Inhaler use among cardiology specialties

Cheng-Han Chen, MD, a board-certified interventional cardiologist and Medical Director of the Structural Heart Program at MemorialCare Saddleback Medical Center in Laguna Hills, CA, says that cardiologists “don't actually use inhalers for cardiac conditions.” But this doesn’t mean that their patients don’t need these tools. 

“The connection comes between patients who do have asthma or COPD and [who] also have cardiac conditions or [are] at risk or having cardiac conditions,” Dr. Chen says.

These patients may need to use an inhaler to manage asthmatic conditions. Furthermore, because the body is interconnected, the way in which a patient’s asthma is or isn’t managed can impact management of their heart condition. 

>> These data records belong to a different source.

//! Run configuration resource
//!
//! Settings fixed for the lifetime of one run: where it starts and how the
//! random source is seeded.

use bevy::prelude::*;
use std::path::PathBuf;

use super::play_run::constants::FINAL_PHASE;

#[derive(Resource, Debug, Clone)]
pub struct RunSettings {
    /// Phase the run begins at (1 for a normal run)
    pub start_phase: u32,
    /// Seed for `GameRng`; `None` seeds from entropy
    pub random_seed: Option<u64>,
    /// Enemy definitions file; `None` uses the embedded table
    pub enemies_path: Option<PathBuf>,
}

impl Default for RunSettings {
    fn default() -> Self {
        Self {
            start_phase: 1,
            random_seed: None,
            enemies_path: None,
        }
    }
}

impl RunSettings {
    pub fn validate(&self) -> Result<(), String> {
        if self.start_phase == 0 || self.start_phase > FINAL_PHASE {
            return Err(format!(
                "start_phase must be between 1 and {}, got {}",
                FINAL_PHASE, self.start_phase
            ));
        }
        Ok(())
    }
}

“If people have an interruption or a change in their inhalers, it may actually end up affecting their cardiac conditions,” says Dr. Chen. “Untreated asthma or COPD can cause extra stress on the heart. It can actually increase their risks of developing a worsening heart condition or developing a new heart condition.”

Dr. Chen adds that with Flovent going off the shelves, it will be important for cardiologists to check in with their patients who experience co-occurring conditions to ensure that they are still accessing a form of treatment that is helpful for them.

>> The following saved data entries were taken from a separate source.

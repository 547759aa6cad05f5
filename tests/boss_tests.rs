//! Integration tests for boss phases
//!
//! These tests verify that:
//! - The spider lineage splits 1 -> 2 -> 4 and only then clears the phase
//! - Split children keep their tier's base health
//! - The mage enters fury once at 30% health and clears the phase on death
//! - Fury and teleports are written to the run log

mod common;

use common::*;
use gauntlet::combat::log::{RunLog, RunLogEventType};
use gauntlet::states::play_run::enemies::mage_boss::WarningCircle;
use gauntlet::states::play_run::enemies::{BossTier, EnemyKind, MageBoss, SplittingBoss};
use gauntlet::states::play_run::{CombatEntity, PhaseStage};

fn boss_log(app: &bevy::prelude::App) -> Vec<String> {
    app.world()
        .resource::<RunLog>()
        .filter_by_type(RunLogEventType::BossEvent)
        .into_iter()
        .map(|e| e.message.clone())
        .collect()
}

fn spider_tiers(app: &mut bevy::prelude::App) -> Vec<(BossTier, f32)> {
    let world = app.world_mut();
    let mut query = world.query::<(&SplittingBoss, &CombatEntity)>();
    query
        .iter(world)
        .filter(|(_, c)| c.is_alive())
        .map(|(s, c)| (s.tier, c.max_health))
        .collect()
}

#[test]
fn test_spider_phase_spawns_one_large_body() {
    let mut app = test_app(10, 21);

    let tiers = spider_tiers(&mut app);
    assert_eq!(tiers.len(), 1);
    assert_eq!(tiers[0].0, BossTier::Large);
    // Phase-scaled: 2500 + 9 * 20
    assert_eq!(tiers[0].1, 2680.0);
    assert_eq!(phase(&app).monsters_to_kill, 1);
}

#[test]
fn test_spider_lineage_must_be_destroyed_to_clear() {
    let mut app = test_app(30, 22);
    make_player_inert(&mut app);

    kill_all_enemies(&mut app);
    app.update();
    let mediums = spider_tiers(&mut app);
    assert_eq!(mediums.len(), 2);
    assert!(mediums.iter().all(|(tier, hp)| *tier == BossTier::Medium && *hp == 1250.0));

    step(&mut app, 0.2);
    let state = phase(&app);
    assert!(!state.boss_defeated, "children still alive");
    assert_eq!(state.stage, PhaseStage::Active);

    kill_all_enemies(&mut app);
    app.update();
    let smalls = spider_tiers(&mut app);
    assert_eq!(smalls.len(), 4);
    assert!(smalls.iter().all(|(tier, hp)| *tier == BossTier::Small && *hp == 750.0));

    kill_all_enemies(&mut app);
    app.update();
    assert!(spider_tiers(&mut app).is_empty(), "small spiders do not split");
    assert!(!phase(&app).boss_defeated, "lineage check is delayed");

    step(&mut app, 0.2);
    let state = phase(&app);
    assert!(state.boss_defeated);
    assert_eq!(state.monsters_killed, 7);
    assert_eq!(state.stage, PhaseStage::DoorOpen);
}

#[test]
fn test_mage_enters_fury_once() {
    let mut app = test_app(20, 23);
    make_player_inert(&mut app);
    step(&mut app, 1.6);
    assert!(phase(&app).enemies_active);

    let threshold_health = {
        let world = app.world_mut();
        let mut query = world.query::<(&MageBoss, &mut CombatEntity)>();
        let (mage, mut combat) = query.single_mut(world);
        assert!(!mage.fury);
        combat.health = combat.max_health * 0.3;
        combat.health
    };
    app.update();

    let world = app.world_mut();
    let mut query = world.query::<(&MageBoss, &CombatEntity)>();
    let (mage, combat) = query.single(world);
    assert!(mage.fury);
    assert_eq!(mage.attack_interval, 1.2);
    assert_eq!(combat.health, threshold_health, "fury does not touch health");

    step(&mut app, 0.5);
    let world = app.world_mut();
    let mut query = world.query::<&MageBoss>();
    assert_eq!(query.single(world).attack_interval, 1.2);

    let fury_entries = boss_log(&app)
        .iter()
        .filter(|m| m.starts_with("Mage boss enters fury"))
        .count();
    assert_eq!(fury_entries, 1);
}

#[test]
fn test_mage_teleport_is_logged() {
    let mut app = test_app(20, 26);
    make_player_inert(&mut app);
    assert!(!boss_log(&app).iter().any(|m| m.contains("teleports")));

    // First teleport starts eight seconds after spawn, relocation follows the fade.
    step(&mut app, 8.6);
    let teleports = boss_log(&app)
        .iter()
        .filter(|m| m.starts_with("Mage boss teleports to"))
        .count();
    assert_eq!(teleports, 1);
}

#[test]
fn test_mage_death_clears_phase_and_circles() {
    let mut app = test_app(40, 24);
    make_player_inert(&mut app);
    // The first circle goes down two seconds after the mage spawns.
    step(&mut app, 2.3);
    {
        let world = app.world_mut();
        let mut circles = world.query::<&WarningCircle>();
        assert_eq!(circles.iter(world).count(), 1);
    }

    assert_eq!(kill_enemies_where(&mut app, |e| e.kind == EnemyKind::MageBoss), 1);
    app.update();

    let state = phase(&app);
    assert!(state.boss_defeated);
    assert_eq!(state.stage, PhaseStage::DoorOpen);

    let world = app.world_mut();
    let mut circles = world.query::<&WarningCircle>();
    assert_eq!(circles.iter(world).count(), 0);
}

Doctors prescribing new inhalers to former Flovent users should also choose alternatives within the same class of inhaler unless medical advice determines otherwise. Inhalers that are beta-agonists, often known as rescue inhalers, can be harmful for people with heart conditions, Dr. Chen says.[] 

“We generally recommend that patients with asthma or COPD stay away from [beta-agonists] because they will increase stress on the heart and could worsen their risk of having a heart attack,” Dr. Chen explains. 

Most doctors should be aware of these risks. The current situation can serve as a reminder to doctors and patients to check in with the full care team before changing medications, Dr. Chen adds. Furthermore, it is important for cardiologists to be aware of their patients’ full health history and recommend that patients see other specialists, like an allergist or pulmonologist, as needed.

What this means for you

Common inhaler Flovent is going off the shelves this January. Doctors should work with former Flovent users to find accessible replacements in the same drug class.